THE TASK =>
Your reply should be made up of every line in the records below that holds the string "impl".

Records drawn from a dataset
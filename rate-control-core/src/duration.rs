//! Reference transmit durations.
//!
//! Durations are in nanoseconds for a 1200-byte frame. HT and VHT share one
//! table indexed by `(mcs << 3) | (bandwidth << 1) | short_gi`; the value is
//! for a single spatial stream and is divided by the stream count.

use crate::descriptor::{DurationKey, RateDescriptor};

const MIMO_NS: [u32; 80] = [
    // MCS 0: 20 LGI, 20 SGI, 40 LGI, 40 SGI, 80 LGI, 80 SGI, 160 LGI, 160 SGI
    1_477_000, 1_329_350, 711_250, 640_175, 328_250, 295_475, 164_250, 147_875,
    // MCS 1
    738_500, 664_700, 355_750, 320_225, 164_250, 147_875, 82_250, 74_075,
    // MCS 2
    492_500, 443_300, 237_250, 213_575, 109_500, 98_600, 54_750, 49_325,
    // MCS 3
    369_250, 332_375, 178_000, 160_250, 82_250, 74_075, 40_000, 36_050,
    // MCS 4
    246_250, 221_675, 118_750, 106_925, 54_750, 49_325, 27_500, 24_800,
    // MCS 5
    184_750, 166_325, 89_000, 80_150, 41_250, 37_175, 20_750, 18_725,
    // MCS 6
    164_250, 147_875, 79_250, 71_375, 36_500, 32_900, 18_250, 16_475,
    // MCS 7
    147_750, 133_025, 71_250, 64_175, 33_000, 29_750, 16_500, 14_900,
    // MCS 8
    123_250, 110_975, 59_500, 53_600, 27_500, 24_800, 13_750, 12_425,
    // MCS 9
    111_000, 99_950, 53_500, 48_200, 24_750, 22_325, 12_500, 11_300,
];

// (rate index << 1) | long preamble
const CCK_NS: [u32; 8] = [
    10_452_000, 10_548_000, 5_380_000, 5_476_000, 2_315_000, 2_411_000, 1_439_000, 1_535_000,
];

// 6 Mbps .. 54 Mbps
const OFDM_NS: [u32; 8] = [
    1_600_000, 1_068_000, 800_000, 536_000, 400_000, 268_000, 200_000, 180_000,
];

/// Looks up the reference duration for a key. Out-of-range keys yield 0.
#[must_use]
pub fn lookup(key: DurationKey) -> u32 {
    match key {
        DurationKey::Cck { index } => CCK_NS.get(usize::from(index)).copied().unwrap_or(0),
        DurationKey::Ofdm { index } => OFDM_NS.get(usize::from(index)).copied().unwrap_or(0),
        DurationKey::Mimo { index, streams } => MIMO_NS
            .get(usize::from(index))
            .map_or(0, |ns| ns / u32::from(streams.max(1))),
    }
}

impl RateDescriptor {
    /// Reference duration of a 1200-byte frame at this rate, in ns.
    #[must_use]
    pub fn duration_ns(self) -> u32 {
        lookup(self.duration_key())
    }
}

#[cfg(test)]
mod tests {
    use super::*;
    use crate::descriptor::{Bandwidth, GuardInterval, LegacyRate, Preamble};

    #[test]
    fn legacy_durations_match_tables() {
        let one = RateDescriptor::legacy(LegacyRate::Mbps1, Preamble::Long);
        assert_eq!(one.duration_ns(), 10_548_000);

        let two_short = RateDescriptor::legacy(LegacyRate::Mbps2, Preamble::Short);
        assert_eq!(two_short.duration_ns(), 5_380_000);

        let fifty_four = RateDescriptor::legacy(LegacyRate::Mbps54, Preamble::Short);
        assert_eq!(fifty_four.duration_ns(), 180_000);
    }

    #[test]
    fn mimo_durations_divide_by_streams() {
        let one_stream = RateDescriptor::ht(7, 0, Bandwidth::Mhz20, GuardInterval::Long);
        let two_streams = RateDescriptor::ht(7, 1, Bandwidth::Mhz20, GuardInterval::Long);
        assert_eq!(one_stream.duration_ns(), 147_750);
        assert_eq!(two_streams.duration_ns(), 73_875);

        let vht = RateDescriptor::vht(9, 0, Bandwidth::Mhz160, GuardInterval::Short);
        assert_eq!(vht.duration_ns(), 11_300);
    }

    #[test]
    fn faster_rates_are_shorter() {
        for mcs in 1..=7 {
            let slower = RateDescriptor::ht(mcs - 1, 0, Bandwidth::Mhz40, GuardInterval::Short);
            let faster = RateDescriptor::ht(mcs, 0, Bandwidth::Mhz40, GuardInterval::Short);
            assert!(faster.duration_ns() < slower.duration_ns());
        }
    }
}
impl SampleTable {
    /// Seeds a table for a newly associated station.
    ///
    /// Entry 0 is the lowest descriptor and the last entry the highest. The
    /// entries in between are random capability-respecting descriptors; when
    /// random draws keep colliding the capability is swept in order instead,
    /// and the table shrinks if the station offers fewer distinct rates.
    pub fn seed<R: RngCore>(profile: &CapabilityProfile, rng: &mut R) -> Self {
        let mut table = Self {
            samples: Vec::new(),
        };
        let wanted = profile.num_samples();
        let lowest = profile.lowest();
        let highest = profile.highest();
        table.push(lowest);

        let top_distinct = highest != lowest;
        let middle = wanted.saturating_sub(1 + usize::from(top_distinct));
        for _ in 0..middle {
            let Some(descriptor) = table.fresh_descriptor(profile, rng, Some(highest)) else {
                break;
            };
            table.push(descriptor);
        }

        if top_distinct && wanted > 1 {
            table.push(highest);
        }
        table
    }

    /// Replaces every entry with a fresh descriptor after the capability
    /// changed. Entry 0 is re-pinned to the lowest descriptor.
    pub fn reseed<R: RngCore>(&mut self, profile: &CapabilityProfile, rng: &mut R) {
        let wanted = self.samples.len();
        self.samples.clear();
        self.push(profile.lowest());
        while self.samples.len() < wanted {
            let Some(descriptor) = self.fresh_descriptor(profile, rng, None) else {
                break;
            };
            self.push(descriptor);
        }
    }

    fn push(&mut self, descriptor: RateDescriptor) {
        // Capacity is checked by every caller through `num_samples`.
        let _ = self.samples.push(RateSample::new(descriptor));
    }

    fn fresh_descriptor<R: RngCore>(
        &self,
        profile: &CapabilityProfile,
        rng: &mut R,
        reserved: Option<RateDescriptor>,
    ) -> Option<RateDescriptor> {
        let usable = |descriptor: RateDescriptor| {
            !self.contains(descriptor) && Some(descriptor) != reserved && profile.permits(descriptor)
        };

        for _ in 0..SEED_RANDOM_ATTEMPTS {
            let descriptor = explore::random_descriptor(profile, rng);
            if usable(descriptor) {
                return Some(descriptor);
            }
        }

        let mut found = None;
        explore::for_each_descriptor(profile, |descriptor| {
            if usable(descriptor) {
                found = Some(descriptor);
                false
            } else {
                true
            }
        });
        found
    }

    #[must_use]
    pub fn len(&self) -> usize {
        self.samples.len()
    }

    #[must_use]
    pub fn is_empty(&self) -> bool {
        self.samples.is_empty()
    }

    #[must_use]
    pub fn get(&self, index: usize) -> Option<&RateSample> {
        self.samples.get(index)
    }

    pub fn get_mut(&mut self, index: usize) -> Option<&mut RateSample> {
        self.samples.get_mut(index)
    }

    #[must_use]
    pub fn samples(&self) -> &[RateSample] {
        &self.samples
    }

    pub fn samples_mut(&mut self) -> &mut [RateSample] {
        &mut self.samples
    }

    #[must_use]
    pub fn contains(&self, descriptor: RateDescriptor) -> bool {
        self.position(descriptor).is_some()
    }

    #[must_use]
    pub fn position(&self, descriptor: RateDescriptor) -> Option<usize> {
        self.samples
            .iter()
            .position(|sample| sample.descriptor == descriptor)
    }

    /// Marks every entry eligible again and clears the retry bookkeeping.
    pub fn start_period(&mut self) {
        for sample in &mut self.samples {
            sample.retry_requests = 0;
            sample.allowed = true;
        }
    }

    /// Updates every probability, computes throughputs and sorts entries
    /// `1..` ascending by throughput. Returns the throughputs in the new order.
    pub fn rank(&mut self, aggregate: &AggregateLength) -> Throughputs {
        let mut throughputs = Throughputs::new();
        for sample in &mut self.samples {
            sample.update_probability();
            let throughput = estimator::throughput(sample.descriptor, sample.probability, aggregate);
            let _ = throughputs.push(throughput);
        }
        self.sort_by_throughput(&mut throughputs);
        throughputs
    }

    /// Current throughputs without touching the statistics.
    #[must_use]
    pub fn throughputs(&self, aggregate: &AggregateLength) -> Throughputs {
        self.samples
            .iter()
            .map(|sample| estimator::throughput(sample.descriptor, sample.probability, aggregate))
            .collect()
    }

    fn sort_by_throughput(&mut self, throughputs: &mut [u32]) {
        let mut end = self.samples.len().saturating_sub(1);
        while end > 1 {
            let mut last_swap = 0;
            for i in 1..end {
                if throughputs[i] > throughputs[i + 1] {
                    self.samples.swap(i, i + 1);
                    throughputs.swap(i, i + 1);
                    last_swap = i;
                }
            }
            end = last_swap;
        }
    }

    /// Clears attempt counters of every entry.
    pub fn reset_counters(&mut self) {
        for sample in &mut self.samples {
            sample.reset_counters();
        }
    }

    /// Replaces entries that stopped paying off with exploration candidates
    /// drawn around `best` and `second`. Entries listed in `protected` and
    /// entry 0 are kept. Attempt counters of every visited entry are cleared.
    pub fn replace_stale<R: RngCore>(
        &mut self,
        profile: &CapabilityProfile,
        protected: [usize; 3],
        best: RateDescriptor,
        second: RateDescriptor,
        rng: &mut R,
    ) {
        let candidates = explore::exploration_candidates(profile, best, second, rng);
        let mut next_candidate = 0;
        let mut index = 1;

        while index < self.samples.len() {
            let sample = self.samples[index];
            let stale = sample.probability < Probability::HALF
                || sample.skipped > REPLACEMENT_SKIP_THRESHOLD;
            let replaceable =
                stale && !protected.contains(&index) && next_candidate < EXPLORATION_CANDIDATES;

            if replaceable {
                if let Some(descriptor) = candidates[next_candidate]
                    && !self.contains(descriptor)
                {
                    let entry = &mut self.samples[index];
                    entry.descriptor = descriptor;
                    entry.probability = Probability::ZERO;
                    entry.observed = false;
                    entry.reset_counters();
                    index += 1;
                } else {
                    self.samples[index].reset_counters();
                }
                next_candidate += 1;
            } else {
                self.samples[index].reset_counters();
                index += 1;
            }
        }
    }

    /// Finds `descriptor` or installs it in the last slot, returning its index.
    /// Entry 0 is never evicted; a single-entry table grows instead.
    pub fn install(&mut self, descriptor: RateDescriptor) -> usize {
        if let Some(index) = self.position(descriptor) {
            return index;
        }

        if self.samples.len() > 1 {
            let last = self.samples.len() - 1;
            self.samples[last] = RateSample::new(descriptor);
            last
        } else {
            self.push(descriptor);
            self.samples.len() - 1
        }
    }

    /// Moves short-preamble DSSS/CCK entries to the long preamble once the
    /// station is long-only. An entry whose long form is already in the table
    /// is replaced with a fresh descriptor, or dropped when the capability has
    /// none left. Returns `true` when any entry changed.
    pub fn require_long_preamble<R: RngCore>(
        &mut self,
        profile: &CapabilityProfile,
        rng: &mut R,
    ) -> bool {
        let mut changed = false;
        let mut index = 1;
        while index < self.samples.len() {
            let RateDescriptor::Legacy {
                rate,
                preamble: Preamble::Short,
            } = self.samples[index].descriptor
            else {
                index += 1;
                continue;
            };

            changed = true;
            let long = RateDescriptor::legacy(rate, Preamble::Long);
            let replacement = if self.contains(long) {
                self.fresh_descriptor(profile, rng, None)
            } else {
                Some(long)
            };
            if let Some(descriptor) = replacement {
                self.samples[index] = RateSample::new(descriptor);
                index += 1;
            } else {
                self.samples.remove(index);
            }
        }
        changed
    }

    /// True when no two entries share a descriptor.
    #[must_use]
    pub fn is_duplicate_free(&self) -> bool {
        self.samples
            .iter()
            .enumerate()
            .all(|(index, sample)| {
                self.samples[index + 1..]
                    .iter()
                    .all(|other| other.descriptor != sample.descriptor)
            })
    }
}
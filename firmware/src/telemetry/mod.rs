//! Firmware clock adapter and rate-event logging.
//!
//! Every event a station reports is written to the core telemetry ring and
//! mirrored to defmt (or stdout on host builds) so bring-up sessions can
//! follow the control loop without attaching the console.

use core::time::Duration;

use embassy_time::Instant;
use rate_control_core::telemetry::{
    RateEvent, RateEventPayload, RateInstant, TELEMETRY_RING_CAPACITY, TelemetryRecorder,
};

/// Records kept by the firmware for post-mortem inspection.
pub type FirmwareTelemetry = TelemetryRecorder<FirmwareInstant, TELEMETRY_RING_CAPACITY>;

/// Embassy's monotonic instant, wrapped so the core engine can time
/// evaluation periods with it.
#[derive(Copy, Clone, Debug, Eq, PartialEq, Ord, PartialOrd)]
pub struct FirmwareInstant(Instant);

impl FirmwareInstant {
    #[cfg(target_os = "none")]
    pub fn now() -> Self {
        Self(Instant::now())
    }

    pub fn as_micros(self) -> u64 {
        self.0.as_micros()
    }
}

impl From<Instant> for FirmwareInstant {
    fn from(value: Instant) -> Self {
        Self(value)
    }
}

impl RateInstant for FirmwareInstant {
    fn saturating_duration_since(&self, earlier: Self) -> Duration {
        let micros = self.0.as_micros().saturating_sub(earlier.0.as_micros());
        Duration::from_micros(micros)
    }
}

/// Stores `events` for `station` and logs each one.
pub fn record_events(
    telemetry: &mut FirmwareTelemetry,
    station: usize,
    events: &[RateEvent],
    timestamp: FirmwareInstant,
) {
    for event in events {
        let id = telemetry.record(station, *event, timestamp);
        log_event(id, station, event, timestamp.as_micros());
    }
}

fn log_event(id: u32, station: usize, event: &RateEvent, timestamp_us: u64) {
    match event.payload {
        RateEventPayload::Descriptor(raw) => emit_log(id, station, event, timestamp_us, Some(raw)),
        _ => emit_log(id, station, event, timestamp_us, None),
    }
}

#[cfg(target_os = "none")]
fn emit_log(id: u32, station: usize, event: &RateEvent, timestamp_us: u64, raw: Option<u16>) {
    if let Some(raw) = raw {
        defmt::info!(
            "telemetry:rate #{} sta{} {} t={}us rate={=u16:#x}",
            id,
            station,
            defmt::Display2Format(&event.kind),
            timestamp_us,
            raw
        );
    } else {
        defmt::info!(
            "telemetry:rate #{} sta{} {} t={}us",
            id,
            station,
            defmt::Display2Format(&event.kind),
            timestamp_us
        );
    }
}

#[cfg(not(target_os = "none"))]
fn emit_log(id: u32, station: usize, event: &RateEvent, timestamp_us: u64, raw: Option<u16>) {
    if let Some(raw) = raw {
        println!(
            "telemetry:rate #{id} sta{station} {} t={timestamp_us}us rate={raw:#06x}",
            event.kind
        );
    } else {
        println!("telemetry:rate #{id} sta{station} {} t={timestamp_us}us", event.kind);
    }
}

WRITTEN RESPONSE =>
impl RateDescriptor {
impl SampleTable {
impl FirmwareInstant {
impl From<Instant> for FirmwareInstant {
impl RateInstant for FirmwareInstant {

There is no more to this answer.